Stored data:

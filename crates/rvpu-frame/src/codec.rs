use bytes::{Buf, BufMut, Bytes, BytesMut};

use crate::error::{FrameError, Result};
use crate::primitive::{Primitive, PrimitiveCode};

/// Largest payload one primitive carries by default.
pub const MAX_CONTEXT_SIZE: usize = 512;

/// Default transmit buffer capacity: header allowance plus one full payload.
pub const DEFAULT_TX_CAPACITY: usize = 8 + MAX_CONTEXT_SIZE;

/// Token delimiter.
const DELIMITER: u8 = b':';
/// A NUL byte also terminates a header token.
const STOP: u8 = b'\0';
/// Enough decimal digits for any `u32`.
const MAX_TOKEN_DIGITS: usize = 10;

/// Parsed `<code>:<length>:` header.
#[derive(Debug, Clone, Copy, PartialEq, Eq)]
pub struct FrameHeader {
    /// Raw primitive code.
    pub code: u32,
    /// Payload byte count that follows the header.
    pub length: usize,
    /// Bytes taken by the header itself, delimiters included.
    pub consumed: usize,
}

impl FrameHeader {
    /// Typed code, `None` when outside the table.
    pub fn kind(&self) -> Option<PrimitiveCode> {
        PrimitiveCode::from_wire(self.code)
    }
}

/// Framing limits and socket deadlines.
#[derive(Debug, Clone)]
pub struct FrameConfig {
    /// Largest encoded frame (header + payload) accepted for sending.
    pub max_frame_size: usize,
    /// Largest payload accepted from the peer.
    pub max_payload_size: usize,
    /// Read timeout for blocking operations.
    pub read_timeout: Option<std::time::Duration>,
    /// Write timeout for blocking operations.
    pub write_timeout: Option<std::time::Duration>,
}

impl Default for FrameConfig {
    fn default() -> Self {
        Self {
            max_frame_size: DEFAULT_TX_CAPACITY,
            max_payload_size: MAX_CONTEXT_SIZE,
            read_timeout: None,
            write_timeout: None,
        }
    }
}

/// Encode one primitive into `dst`.
///
/// Fails with [`FrameError::FrameTooLarge`] when header plus payload would
/// exceed `max_frame`; `dst` is left untouched in that case.
pub fn encode_frame(code: u32, payload: &[u8], dst: &mut BytesMut, max_frame: usize) -> Result<()> {
    let header = format!("{code}:{}:", payload.len());
    let total = header.len() + payload.len();
    if total > max_frame {
        return Err(FrameError::FrameTooLarge {
            size: total,
            max: max_frame,
        });
    }

    dst.reserve(total);
    dst.put_slice(header.as_bytes());
    dst.put_slice(payload);
    Ok(())
}

/// Encode one primitive against the default transmit capacity.
pub fn encode(code: PrimitiveCode, payload: &[u8]) -> Result<Bytes> {
    let mut dst = BytesMut::new();
    encode_frame(code.wire(), payload, &mut dst, DEFAULT_TX_CAPACITY)?;
    Ok(dst.freeze())
}

/// Parse a complete header at the start of `src`.
///
/// A missing delimiter is an error here; use [`try_decode_header`] when more
/// bytes may still arrive.
pub fn decode_header(src: &[u8]) -> Result<FrameHeader> {
    try_decode_header(src)?.ok_or(FrameError::MalformedHeader {
        reason: "missing delimiter",
    })
}

/// Parse a header, returning `Ok(None)` while the bytes seen so far are a
/// valid but unfinished prefix.
pub fn try_decode_header(src: &[u8]) -> Result<Option<FrameHeader>> {
    let Some((code, code_len)) = scan_token(src)? else {
        return Ok(None);
    };
    let Some((length, length_len)) = scan_token(&src[code_len..])? else {
        return Ok(None);
    };

    Ok(Some(FrameHeader {
        code,
        length: length as usize,
        consumed: code_len + length_len,
    }))
}

/// Returns the token value and the bytes it used, delimiter included.
fn scan_token(src: &[u8]) -> Result<Option<(u32, usize)>> {
    for (index, &byte) in src.iter().enumerate() {
        if byte == DELIMITER || byte == STOP {
            if index == 0 {
                return Err(FrameError::MalformedHeader {
                    reason: "empty token",
                });
            }
            return parse_decimal(&src[..index]).map(|value| Some((value, index + 1)));
        }
        if index >= MAX_TOKEN_DIGITS {
            return Err(FrameError::MalformedHeader {
                reason: "token too long",
            });
        }
        if !byte.is_ascii_digit() {
            return Err(FrameError::MalformedHeader {
                reason: "non-numeric token",
            });
        }
    }
    Ok(None)
}

fn parse_decimal(digits: &[u8]) -> Result<u32> {
    digits.iter().try_fold(0u32, |acc, &digit| {
        acc.checked_mul(10)
            .and_then(|acc| acc.checked_add(u32::from(digit - b'0')))
            .ok_or(FrameError::MalformedHeader {
                reason: "value overflows u32",
            })
    })
}

/// Decode one primitive from a growing receive buffer.
///
/// Returns `Ok(None)` if the buffer does not yet hold a complete primitive;
/// on success the primitive's bytes are consumed from `src`.
pub fn decode_frame(src: &mut BytesMut, max_payload: usize) -> Result<Option<Primitive>> {
    let Some(header) = try_decode_header(src)? else {
        return Ok(None);
    };

    if header.length > max_payload {
        return Err(FrameError::FrameTooLarge {
            size: header.length,
            max: max_payload,
        });
    }

    if src.len() < header.consumed + header.length {
        return Ok(None);
    }

    src.advance(header.consumed);
    let payload = src.split_to(header.length).freeze();
    Ok(Some(Primitive {
        code: header.code,
        payload,
    }))
}

/// Decode every primitive in one received transmission unit.
pub fn decode_stream(src: impl Into<Bytes>) -> PrimitiveStream {
    PrimitiveStream {
        remaining: src.into(),
        done: false,
    }
}

/// Lazy iterator over the primitives of one buffer.
///
/// Yields at most one error, after which it is exhausted: a corrupt header
/// leaves no trustworthy boundary to resume from.
#[derive(Debug)]
pub struct PrimitiveStream {
    remaining: Bytes,
    done: bool,
}

impl PrimitiveStream {
    /// Bytes not yet consumed.
    pub fn remaining(&self) -> &[u8] {
        &self.remaining
    }
}

impl Iterator for PrimitiveStream {
    type Item = Result<Primitive>;

    fn next(&mut self) -> Option<Self::Item> {
        if self.done || self.remaining.is_empty() {
            return None;
        }

        let header = match decode_header(&self.remaining) {
            Ok(header) => header,
            Err(err) => {
                self.done = true;
                return Some(Err(err));
            }
        };

        let available = self.remaining.len() - header.consumed;
        if header.length > available {
            self.done = true;
            return Some(Err(FrameError::TruncatedFrame {
                declared: header.length,
                available,
            }));
        }

        self.remaining.advance(header.consumed);
        let payload = self.remaining.split_to(header.length);
        Some(Ok(Primitive {
            code: header.code,
            payload,
        }))
    }
}

impl std::iter::FusedIterator for PrimitiveStream {}

#[cfg(test)]
mod tests {
    use super::*;
    use proptest::prelude::*;

    #[test]
    fn encode_writes_ascii_header() {
        let wire = encode(PrimitiveCode::Init, b"").unwrap();
        assert_eq!(wire.as_ref(), b"1:0:");

        let wire = encode(PrimitiveCode::ControlSei, &[1, 0, 0, 0]).unwrap();
        assert_eq!(wire.as_ref(), b"9:4:\x01\x00\x00\x00");
    }

    #[test]
    fn decode_header_of_prep_control() {
        let mut wire = b"6:12:".to_vec();
        wire.extend_from_slice(&[0u8; 12]);

        let header = decode_header(&wire).unwrap();
        assert_eq!(header.kind(), Some(PrimitiveCode::ControlPrep));
        assert_eq!(header.length, 12);
        assert_eq!(header.consumed, 5);
    }

    #[test]
    fn nul_terminates_token() {
        let header = decode_header(b"5\x000\x00").unwrap();
        assert_eq!((header.code, header.length, header.consumed), (5, 0, 4));
    }

    #[test]
    fn malformed_headers_are_rejected() {
        let bad_headers: [&[u8]; 6] = [
            b"x:0:",
            b":0:",
            b"1::",
            b"1:a:",
            b"99999999999:0:",
            b"4294967296:0:",
        ];
        for bad in bad_headers {
            let err = decode_header(bad).unwrap_err();
            assert!(matches!(err, FrameError::MalformedHeader { .. }), "{bad:?}");
        }
    }

    #[test]
    fn missing_delimiter_is_malformed_but_incomplete_when_streaming() {
        assert!(matches!(
            decode_header(b"4:3"),
            Err(FrameError::MalformedHeader { .. })
        ));
        assert_eq!(try_decode_header(b"4:3").unwrap(), None);
        assert_eq!(try_decode_header(b"").unwrap(), None);
    }

    #[test]
    fn payload_bytes_are_not_scanned() {
        let wire = encode(PrimitiveCode::Control, b"a:b:\0:c").unwrap();
        let prims: Vec<_> = decode_stream(wire).collect::<Result<_>>().unwrap();
        assert_eq!(prims.len(), 1);
        assert_eq!(prims[0].payload.as_ref(), b"a:b:\0:c");
    }

    #[test]
    fn oversized_frame_rejected_without_writing() {
        let payload = vec![0xAB; MAX_CONTEXT_SIZE + 64];
        let mut dst = BytesMut::new();
        let err = encode_frame(4, &payload, &mut dst, DEFAULT_TX_CAPACITY).unwrap_err();
        assert!(matches!(err, FrameError::FrameTooLarge { .. }));
        assert!(dst.is_empty());
    }

    #[test]
    fn full_context_payload_fits_default_capacity() {
        let payload = vec![7u8; MAX_CONTEXT_SIZE];
        let wire = encode(PrimitiveCode::ControlCodec, &payload).unwrap();
        assert_eq!(wire.len(), "8:512:".len() + MAX_CONTEXT_SIZE);
    }

    #[test]
    fn stream_reports_truncation_once() {
        let mut wire = encode(PrimitiveCode::Reset, b"").unwrap().to_vec();
        wire.extend_from_slice(b"4:32:short");

        let mut stream = decode_stream(wire);
        assert_eq!(stream.next().unwrap().unwrap().kind(), Some(PrimitiveCode::Reset));
        assert!(matches!(
            stream.next(),
            Some(Err(FrameError::TruncatedFrame {
                declared: 32,
                available: 5
            }))
        ));
        assert!(stream.next().is_none());
    }

    #[test]
    fn stream_stops_after_malformed_header() {
        let mut stream = decode_stream(&b"1:0:zz:0:2:0:"[..]);
        assert!(stream.next().unwrap().is_ok());
        assert!(matches!(
            stream.next(),
            Some(Err(FrameError::MalformedHeader { .. }))
        ));
        assert!(stream.next().is_none());
        assert_eq!(stream.remaining(), b"zz:0:2:0:");
    }

    #[test]
    fn decode_frame_waits_for_payload() {
        let mut buf = BytesMut::from(&b"4:3:ab"[..]);
        assert!(decode_frame(&mut buf, MAX_CONTEXT_SIZE).unwrap().is_none());
        buf.extend_from_slice(b"c");
        let prim = decode_frame(&mut buf, MAX_CONTEXT_SIZE).unwrap().unwrap();
        assert_eq!(prim.payload.as_ref(), b"abc");
        assert!(buf.is_empty());
    }

    #[test]
    fn decode_frame_bounds_declared_length() {
        let mut buf = BytesMut::from(&b"4:100000:"[..]);
        let err = decode_frame(&mut buf, MAX_CONTEXT_SIZE).unwrap_err();
        assert!(matches!(
            err,
            FrameError::FrameTooLarge {
                size: 100000,
                max: MAX_CONTEXT_SIZE
            }
        ));
    }

    fn arb_code() -> impl Strategy<Value = PrimitiveCode> {
        (0usize..PrimitiveCode::ALL.len()).prop_map(|index| PrimitiveCode::ALL[index])
    }

    proptest! {
        #[test]
        fn header_recovers_code_and_length(
            code in arb_code(),
            payload in proptest::collection::vec(any::<u8>(), 0..MAX_CONTEXT_SIZE),
        ) {
            let wire = encode(code, &payload).unwrap();
            let header = decode_header(&wire).unwrap();
            prop_assert_eq!(header.kind(), Some(code));
            prop_assert_eq!(header.length, payload.len());
            prop_assert_eq!(header.consumed + payload.len(), wire.len());
        }

        #[test]
        fn sequence_survives_in_order(
            prims in proptest::collection::vec(
                (arb_code(), proptest::collection::vec(any::<u8>(), 0..64)),
                0..16,
            ),
        ) {
            let mut wire = BytesMut::new();
            for (code, payload) in &prims {
                encode_frame(code.wire(), payload, &mut wire, DEFAULT_TX_CAPACITY).unwrap();
            }

            let decoded: Vec<Primitive> = decode_stream(wire.freeze()).collect::<Result<_>>().unwrap();
            prop_assert_eq!(decoded.len(), prims.len());
            for (prim, (code, payload)) in decoded.iter().zip(&prims) {
                prop_assert_eq!(prim.kind(), Some(*code));
                prop_assert_eq!(prim.payload.as_ref(), payload.as_slice());
            }
        }
    }
}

How to complete this task:
Would you copy out exactly the lines above that start at the one containing "let Some(header) = try_decode_header(src)?" and end at the one containing "received transmission unit.", inclusive?

Completed task:
    let Some(header) = try_decode_header(src)? else {
        return Ok(None);
    };

    if header.length > max_payload {
        return Err(FrameError::FrameTooLarge {
            size: header.length,
            max: max_payload,
        });
    }

    if src.len() < header.consumed + header.length {
        return Ok(None);
    }

    src.advance(header.consumed);
    let payload = src.split_to(header.length).freeze();
    Ok(Some(Primitive {
        code: header.code,
        payload,
    }))
}

/// Decode every primitive in one received transmission unit.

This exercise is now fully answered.